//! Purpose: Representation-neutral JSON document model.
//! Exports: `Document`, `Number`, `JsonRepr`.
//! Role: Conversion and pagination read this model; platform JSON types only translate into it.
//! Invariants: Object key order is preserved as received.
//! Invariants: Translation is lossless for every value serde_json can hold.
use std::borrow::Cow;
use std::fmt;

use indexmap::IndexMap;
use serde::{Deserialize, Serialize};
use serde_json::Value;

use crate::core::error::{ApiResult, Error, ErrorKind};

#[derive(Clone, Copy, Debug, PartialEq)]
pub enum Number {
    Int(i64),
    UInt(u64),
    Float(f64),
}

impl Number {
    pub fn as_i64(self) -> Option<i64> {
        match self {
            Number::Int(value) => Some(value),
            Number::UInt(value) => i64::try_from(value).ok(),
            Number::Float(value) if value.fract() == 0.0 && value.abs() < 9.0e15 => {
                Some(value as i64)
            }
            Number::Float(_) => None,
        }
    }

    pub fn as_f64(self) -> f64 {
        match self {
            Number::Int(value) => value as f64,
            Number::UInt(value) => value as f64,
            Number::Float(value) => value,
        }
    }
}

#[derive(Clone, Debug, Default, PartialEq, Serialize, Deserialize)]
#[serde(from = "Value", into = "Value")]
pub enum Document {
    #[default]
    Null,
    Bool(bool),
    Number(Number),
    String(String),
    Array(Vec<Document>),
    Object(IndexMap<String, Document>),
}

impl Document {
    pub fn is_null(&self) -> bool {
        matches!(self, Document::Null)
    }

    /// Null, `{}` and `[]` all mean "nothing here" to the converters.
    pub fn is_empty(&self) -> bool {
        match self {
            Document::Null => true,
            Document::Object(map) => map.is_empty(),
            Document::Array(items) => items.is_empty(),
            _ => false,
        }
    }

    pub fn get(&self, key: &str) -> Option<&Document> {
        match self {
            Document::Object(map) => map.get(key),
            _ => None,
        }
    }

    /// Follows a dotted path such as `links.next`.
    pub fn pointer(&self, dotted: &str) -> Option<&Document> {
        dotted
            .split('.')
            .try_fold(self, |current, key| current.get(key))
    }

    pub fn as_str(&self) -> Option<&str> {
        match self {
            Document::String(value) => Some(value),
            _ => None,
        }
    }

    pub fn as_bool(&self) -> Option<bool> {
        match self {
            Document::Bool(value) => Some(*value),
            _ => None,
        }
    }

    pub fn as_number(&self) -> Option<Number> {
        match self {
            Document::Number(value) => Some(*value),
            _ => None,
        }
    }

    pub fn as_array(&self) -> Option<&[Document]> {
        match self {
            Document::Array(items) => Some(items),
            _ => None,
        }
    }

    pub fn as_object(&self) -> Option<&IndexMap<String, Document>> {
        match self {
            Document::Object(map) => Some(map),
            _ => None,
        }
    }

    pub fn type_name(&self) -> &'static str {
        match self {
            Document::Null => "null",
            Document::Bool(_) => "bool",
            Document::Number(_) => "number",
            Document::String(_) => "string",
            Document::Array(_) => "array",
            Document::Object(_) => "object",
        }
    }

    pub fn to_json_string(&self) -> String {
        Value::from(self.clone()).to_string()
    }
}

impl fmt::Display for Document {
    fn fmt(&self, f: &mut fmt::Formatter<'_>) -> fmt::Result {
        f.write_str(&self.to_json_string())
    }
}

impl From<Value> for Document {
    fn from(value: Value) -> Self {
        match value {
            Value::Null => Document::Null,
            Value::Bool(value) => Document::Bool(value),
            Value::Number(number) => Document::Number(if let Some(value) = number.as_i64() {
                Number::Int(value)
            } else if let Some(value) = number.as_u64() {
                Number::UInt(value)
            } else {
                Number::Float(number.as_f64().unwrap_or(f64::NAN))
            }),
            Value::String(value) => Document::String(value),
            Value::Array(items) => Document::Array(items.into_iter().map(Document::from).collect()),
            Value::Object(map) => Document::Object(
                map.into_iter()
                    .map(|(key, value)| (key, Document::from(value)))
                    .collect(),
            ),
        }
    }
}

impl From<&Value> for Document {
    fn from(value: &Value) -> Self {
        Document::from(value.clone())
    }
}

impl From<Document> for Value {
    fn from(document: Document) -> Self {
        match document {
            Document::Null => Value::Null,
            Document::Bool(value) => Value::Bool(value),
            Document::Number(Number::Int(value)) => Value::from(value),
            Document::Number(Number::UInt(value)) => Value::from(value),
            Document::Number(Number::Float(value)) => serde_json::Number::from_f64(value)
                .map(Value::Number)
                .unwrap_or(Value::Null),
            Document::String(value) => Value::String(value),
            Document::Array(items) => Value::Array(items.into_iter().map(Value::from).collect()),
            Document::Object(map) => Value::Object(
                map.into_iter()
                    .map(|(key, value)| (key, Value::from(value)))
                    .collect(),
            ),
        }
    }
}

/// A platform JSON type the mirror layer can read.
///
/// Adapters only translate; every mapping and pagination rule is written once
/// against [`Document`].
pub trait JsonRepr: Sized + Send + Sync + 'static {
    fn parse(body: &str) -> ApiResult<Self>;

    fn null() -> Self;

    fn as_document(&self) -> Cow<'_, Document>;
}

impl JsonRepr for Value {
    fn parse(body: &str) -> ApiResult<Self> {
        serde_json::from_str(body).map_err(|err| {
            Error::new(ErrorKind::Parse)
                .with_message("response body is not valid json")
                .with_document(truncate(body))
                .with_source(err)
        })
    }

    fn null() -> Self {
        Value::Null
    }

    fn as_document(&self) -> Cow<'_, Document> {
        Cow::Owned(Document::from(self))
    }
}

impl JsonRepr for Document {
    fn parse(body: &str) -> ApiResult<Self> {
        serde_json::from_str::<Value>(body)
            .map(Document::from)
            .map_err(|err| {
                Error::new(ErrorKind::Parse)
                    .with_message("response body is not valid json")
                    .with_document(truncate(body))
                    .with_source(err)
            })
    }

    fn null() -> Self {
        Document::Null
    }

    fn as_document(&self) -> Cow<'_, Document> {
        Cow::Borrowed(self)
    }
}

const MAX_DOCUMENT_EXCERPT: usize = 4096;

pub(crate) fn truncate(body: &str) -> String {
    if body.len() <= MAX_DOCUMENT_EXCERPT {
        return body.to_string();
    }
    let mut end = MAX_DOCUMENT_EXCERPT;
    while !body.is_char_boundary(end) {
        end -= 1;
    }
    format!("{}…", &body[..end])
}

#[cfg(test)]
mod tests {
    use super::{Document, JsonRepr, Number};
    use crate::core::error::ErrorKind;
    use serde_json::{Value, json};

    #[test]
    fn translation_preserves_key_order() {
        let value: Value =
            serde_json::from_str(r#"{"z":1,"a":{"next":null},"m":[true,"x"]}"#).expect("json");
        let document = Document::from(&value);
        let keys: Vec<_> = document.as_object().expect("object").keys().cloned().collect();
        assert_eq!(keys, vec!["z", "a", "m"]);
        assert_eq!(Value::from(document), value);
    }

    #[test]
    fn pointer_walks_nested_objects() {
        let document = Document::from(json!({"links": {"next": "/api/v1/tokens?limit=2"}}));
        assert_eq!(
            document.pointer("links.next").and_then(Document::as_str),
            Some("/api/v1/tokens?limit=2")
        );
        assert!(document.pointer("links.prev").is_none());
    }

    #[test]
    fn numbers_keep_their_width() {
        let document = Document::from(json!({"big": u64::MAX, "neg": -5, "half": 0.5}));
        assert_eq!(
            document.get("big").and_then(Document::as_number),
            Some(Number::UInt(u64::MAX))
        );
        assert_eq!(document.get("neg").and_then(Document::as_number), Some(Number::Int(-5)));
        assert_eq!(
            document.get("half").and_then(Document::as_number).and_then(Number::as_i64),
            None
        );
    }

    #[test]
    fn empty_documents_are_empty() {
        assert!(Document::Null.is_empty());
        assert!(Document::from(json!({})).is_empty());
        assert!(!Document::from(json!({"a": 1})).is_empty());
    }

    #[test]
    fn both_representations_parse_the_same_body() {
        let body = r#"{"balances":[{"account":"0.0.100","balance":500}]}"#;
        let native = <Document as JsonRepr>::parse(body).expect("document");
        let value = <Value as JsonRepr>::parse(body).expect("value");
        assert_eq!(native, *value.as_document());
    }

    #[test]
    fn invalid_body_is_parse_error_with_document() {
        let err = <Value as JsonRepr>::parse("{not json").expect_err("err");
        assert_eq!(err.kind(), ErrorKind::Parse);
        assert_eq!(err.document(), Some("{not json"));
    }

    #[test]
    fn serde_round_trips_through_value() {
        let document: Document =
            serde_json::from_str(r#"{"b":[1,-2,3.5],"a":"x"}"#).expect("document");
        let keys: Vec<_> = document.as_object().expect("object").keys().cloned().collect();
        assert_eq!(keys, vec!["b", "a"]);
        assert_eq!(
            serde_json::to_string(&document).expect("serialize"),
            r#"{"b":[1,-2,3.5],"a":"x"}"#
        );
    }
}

• **Task item**
From the records, copy out each line that includes the string "IndexMap".

• **Written solution**
use indexmap::IndexMap;
    Object(IndexMap<String, Document>),
    pub fn as_object(&self) -> Option<&IndexMap<String, Document>> {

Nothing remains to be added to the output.